------ Materials provided

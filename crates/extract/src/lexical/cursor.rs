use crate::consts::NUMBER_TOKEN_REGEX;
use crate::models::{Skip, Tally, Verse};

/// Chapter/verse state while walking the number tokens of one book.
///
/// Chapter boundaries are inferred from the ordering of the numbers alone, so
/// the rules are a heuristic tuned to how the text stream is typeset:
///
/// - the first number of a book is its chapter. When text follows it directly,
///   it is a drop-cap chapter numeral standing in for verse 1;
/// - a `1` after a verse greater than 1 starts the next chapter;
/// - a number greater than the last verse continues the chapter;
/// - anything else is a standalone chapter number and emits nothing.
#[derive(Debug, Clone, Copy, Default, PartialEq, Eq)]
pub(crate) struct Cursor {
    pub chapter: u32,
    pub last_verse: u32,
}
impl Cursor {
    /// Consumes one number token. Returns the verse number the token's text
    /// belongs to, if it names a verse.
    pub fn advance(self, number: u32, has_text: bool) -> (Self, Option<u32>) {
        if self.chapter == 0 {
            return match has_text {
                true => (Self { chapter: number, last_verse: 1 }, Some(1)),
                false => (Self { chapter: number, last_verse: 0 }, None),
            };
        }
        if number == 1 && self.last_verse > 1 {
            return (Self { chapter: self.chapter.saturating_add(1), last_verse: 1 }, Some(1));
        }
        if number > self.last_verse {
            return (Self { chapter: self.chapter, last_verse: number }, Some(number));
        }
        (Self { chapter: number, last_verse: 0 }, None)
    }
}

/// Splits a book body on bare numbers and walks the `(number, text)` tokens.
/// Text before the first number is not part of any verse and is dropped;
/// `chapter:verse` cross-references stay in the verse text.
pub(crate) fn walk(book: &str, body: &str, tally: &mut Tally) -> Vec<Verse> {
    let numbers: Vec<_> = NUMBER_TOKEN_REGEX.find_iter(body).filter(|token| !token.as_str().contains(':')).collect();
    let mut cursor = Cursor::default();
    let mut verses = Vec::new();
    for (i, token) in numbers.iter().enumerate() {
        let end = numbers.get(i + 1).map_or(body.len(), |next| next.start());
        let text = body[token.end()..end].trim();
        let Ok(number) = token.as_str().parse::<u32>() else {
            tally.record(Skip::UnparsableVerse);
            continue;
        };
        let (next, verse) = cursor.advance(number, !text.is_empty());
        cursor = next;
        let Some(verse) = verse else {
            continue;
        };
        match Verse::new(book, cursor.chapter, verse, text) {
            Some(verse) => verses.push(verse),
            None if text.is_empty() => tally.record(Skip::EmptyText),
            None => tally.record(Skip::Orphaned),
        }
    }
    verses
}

------------
------ Materials provided

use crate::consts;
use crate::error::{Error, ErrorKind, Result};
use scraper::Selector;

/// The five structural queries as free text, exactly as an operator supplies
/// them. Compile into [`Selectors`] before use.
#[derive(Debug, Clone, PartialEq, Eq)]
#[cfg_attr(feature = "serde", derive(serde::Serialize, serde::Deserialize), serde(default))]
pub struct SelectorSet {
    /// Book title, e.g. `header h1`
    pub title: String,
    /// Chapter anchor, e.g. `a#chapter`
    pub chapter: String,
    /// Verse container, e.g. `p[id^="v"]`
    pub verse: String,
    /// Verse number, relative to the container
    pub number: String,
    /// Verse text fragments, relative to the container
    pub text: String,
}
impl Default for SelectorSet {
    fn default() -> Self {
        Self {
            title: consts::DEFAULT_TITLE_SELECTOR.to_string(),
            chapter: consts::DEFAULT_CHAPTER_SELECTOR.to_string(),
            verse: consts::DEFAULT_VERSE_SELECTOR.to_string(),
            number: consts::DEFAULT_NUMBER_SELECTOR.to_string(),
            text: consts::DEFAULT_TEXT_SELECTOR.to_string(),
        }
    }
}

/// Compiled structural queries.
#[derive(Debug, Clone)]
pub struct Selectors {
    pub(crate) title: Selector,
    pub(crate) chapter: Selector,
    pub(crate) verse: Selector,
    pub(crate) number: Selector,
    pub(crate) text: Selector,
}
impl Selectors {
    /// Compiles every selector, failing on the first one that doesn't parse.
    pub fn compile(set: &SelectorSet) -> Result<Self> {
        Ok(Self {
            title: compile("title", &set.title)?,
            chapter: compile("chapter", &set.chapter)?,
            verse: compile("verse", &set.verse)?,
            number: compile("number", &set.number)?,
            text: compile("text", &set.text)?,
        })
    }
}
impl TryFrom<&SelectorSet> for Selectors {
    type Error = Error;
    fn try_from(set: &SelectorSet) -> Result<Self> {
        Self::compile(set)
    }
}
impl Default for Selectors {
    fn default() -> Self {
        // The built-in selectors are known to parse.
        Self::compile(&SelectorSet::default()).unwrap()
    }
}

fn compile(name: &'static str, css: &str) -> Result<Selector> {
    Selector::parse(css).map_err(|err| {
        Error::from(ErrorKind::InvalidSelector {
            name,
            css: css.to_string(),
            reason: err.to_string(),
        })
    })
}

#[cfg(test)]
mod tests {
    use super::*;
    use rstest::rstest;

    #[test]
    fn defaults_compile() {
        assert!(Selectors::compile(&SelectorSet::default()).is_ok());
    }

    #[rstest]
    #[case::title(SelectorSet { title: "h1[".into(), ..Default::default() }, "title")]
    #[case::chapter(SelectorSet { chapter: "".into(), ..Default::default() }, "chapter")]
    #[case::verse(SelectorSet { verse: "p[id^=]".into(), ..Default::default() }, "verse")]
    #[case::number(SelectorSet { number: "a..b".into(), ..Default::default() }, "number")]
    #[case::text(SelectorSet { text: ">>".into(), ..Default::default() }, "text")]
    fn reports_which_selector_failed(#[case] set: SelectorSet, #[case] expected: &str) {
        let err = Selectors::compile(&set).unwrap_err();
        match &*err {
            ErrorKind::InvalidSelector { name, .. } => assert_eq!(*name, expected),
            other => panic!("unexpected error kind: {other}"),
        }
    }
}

------------
------ Materials provided

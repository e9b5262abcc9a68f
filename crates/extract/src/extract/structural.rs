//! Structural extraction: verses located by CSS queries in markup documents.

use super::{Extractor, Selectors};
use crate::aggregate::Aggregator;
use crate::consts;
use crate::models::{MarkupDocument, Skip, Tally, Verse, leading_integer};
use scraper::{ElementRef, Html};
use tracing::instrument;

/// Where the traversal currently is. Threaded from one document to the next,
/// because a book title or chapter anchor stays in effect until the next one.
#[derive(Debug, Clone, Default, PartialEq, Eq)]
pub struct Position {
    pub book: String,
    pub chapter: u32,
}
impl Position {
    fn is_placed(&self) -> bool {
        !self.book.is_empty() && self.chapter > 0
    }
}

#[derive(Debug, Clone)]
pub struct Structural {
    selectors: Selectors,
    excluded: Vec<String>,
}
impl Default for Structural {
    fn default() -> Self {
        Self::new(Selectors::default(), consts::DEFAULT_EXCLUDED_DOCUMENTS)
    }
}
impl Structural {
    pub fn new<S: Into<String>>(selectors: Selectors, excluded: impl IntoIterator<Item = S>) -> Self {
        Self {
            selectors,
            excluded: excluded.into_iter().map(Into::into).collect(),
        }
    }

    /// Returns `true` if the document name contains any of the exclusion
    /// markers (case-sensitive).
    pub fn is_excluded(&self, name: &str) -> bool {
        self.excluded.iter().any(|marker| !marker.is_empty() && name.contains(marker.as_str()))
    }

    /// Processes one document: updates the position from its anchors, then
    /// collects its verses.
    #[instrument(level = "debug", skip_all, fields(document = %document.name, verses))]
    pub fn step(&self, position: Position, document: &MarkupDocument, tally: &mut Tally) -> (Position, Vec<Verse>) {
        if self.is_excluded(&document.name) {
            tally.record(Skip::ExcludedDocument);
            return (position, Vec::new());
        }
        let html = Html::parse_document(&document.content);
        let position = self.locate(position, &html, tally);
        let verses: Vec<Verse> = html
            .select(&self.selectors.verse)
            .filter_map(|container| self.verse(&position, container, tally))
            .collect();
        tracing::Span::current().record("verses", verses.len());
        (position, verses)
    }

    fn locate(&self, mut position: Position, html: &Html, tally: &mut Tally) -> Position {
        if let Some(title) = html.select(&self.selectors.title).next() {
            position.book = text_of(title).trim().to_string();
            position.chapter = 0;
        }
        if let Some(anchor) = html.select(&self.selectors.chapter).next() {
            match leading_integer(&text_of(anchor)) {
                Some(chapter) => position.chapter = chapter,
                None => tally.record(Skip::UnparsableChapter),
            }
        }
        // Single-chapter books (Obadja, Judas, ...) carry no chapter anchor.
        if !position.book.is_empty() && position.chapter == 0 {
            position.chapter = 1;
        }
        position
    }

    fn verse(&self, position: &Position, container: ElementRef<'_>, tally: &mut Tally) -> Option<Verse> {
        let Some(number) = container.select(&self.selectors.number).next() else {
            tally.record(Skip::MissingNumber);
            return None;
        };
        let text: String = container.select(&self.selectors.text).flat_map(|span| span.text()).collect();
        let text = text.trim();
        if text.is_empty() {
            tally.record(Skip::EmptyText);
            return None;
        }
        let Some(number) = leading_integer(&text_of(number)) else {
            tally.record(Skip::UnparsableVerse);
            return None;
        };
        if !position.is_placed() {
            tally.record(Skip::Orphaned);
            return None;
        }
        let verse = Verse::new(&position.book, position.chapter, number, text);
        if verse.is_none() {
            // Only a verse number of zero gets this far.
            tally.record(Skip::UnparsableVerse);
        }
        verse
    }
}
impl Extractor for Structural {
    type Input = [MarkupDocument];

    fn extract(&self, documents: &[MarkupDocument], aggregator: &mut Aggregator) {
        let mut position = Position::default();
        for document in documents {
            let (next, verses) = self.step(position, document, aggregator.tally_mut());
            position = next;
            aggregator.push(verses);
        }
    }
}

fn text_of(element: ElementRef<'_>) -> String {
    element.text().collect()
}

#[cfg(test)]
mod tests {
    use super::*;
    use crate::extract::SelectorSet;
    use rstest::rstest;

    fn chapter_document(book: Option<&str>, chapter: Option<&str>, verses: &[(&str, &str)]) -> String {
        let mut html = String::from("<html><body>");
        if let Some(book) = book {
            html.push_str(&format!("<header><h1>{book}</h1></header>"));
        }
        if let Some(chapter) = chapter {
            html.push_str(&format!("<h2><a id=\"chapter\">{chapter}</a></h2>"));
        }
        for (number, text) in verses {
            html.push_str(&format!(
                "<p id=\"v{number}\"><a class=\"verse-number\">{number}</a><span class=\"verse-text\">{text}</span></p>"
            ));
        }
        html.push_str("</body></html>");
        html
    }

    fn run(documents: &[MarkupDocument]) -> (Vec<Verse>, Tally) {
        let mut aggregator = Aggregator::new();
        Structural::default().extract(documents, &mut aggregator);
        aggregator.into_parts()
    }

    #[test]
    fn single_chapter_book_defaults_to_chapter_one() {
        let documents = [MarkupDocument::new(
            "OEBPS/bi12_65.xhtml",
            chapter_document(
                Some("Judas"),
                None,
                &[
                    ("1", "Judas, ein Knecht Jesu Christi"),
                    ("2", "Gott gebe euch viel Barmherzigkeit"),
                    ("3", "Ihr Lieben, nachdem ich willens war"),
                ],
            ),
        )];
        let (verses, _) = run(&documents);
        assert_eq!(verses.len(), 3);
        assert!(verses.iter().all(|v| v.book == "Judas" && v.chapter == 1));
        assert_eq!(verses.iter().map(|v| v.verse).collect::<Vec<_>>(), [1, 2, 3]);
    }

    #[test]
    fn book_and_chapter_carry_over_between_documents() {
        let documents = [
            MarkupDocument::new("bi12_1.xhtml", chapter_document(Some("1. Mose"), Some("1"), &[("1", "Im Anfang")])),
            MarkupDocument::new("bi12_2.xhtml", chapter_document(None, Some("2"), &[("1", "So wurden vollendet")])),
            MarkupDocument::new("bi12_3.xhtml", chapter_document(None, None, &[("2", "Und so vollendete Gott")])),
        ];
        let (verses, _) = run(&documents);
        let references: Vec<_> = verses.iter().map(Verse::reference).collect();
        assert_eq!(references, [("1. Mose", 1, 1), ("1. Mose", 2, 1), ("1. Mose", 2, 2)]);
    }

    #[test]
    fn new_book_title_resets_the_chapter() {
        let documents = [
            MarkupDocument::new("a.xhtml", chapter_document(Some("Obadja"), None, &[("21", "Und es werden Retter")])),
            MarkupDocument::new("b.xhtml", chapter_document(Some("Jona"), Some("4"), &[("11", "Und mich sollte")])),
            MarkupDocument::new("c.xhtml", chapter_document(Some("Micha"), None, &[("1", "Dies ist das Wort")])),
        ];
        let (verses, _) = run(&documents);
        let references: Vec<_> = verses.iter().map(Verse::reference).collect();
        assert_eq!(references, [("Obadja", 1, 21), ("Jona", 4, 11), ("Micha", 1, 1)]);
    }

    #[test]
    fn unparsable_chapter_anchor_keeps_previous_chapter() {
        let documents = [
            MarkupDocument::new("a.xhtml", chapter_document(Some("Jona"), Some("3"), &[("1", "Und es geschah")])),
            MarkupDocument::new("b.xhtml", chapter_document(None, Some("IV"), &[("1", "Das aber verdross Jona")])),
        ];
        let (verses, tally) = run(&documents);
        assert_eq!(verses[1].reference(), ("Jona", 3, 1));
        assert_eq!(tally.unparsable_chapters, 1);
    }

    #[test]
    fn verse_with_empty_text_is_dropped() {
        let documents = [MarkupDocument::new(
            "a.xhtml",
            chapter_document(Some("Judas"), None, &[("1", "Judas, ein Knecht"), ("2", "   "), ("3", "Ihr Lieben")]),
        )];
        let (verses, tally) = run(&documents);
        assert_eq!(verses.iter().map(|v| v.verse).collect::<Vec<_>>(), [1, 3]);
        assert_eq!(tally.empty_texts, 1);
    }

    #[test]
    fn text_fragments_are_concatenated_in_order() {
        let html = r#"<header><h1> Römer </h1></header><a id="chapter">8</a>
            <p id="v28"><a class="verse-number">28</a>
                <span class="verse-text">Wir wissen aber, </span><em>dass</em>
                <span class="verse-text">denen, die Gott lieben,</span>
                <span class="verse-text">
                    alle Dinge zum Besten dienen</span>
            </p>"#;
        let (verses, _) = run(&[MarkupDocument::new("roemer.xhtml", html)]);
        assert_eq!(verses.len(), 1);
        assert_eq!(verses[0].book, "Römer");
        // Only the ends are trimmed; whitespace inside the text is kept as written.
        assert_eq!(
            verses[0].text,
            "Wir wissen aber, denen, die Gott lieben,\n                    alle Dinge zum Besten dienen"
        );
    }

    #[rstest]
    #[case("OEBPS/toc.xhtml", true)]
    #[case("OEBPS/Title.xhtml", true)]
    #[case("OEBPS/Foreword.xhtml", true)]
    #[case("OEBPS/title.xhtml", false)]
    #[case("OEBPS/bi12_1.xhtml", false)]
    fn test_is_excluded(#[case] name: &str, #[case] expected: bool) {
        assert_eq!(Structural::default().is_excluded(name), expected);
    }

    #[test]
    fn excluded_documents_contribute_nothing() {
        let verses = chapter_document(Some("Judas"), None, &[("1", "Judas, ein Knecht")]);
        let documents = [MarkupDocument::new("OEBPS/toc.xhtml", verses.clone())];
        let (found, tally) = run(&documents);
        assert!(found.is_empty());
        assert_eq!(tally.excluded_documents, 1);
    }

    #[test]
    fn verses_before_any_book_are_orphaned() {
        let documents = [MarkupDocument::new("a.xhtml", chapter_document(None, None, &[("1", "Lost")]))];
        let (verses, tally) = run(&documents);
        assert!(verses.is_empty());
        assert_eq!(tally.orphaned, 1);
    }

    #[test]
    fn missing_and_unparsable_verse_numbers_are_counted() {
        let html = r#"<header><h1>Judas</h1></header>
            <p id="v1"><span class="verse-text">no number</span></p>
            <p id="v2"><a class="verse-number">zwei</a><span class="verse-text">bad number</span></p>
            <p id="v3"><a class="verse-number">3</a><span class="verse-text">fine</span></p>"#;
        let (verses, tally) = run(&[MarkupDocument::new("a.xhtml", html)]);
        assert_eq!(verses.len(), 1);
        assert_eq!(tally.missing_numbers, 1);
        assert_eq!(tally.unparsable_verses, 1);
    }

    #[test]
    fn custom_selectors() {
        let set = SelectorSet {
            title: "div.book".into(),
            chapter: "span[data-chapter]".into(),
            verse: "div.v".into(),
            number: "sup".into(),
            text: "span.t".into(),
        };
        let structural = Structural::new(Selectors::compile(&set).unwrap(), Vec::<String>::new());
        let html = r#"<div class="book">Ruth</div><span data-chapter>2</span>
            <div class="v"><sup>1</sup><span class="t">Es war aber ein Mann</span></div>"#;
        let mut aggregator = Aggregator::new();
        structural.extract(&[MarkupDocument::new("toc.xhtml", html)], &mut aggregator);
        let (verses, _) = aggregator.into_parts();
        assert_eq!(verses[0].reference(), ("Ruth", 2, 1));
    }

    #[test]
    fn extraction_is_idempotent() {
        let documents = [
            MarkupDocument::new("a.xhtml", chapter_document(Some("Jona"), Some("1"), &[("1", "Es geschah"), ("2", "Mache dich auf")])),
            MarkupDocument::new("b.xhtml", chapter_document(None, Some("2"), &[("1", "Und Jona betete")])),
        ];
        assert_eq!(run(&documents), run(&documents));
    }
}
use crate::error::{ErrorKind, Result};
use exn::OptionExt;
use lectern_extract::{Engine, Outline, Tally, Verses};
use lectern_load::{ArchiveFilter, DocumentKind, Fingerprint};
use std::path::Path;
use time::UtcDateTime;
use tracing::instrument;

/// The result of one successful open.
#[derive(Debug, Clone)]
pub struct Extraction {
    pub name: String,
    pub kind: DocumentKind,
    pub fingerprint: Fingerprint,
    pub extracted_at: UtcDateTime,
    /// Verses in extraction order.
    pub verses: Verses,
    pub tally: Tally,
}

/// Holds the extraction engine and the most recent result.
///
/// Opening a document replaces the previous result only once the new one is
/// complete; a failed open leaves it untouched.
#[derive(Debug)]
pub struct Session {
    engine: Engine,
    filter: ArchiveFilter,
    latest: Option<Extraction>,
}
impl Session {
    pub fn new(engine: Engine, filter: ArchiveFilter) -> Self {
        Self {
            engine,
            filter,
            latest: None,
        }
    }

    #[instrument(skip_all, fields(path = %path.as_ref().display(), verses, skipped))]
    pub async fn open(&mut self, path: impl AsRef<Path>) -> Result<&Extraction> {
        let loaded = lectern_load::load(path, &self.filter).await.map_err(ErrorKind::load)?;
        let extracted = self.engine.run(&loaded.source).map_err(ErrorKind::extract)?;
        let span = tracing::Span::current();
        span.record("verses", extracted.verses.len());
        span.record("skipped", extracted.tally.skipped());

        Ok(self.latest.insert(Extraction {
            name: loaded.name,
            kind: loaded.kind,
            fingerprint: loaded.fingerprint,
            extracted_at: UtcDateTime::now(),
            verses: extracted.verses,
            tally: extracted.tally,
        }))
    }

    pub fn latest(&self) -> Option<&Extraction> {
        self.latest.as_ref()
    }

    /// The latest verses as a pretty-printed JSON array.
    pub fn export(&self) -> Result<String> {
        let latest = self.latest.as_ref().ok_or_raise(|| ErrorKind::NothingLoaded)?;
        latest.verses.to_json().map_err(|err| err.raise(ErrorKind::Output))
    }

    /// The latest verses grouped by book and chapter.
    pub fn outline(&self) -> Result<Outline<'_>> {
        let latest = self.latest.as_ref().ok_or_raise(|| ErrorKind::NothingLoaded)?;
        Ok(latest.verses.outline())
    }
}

------------

Search the material for "bool" and copy each matching line.

» Answer section:
    pub fn advance(self, number: u32, has_text: bool) -> (Self, Option<u32>) {
    fn is_placed(&self) -> bool {
    pub fn is_excluded(&self, name: &str) -> bool {
    fn test_is_excluded(#[case] name: &str, #[case] expected: bool) {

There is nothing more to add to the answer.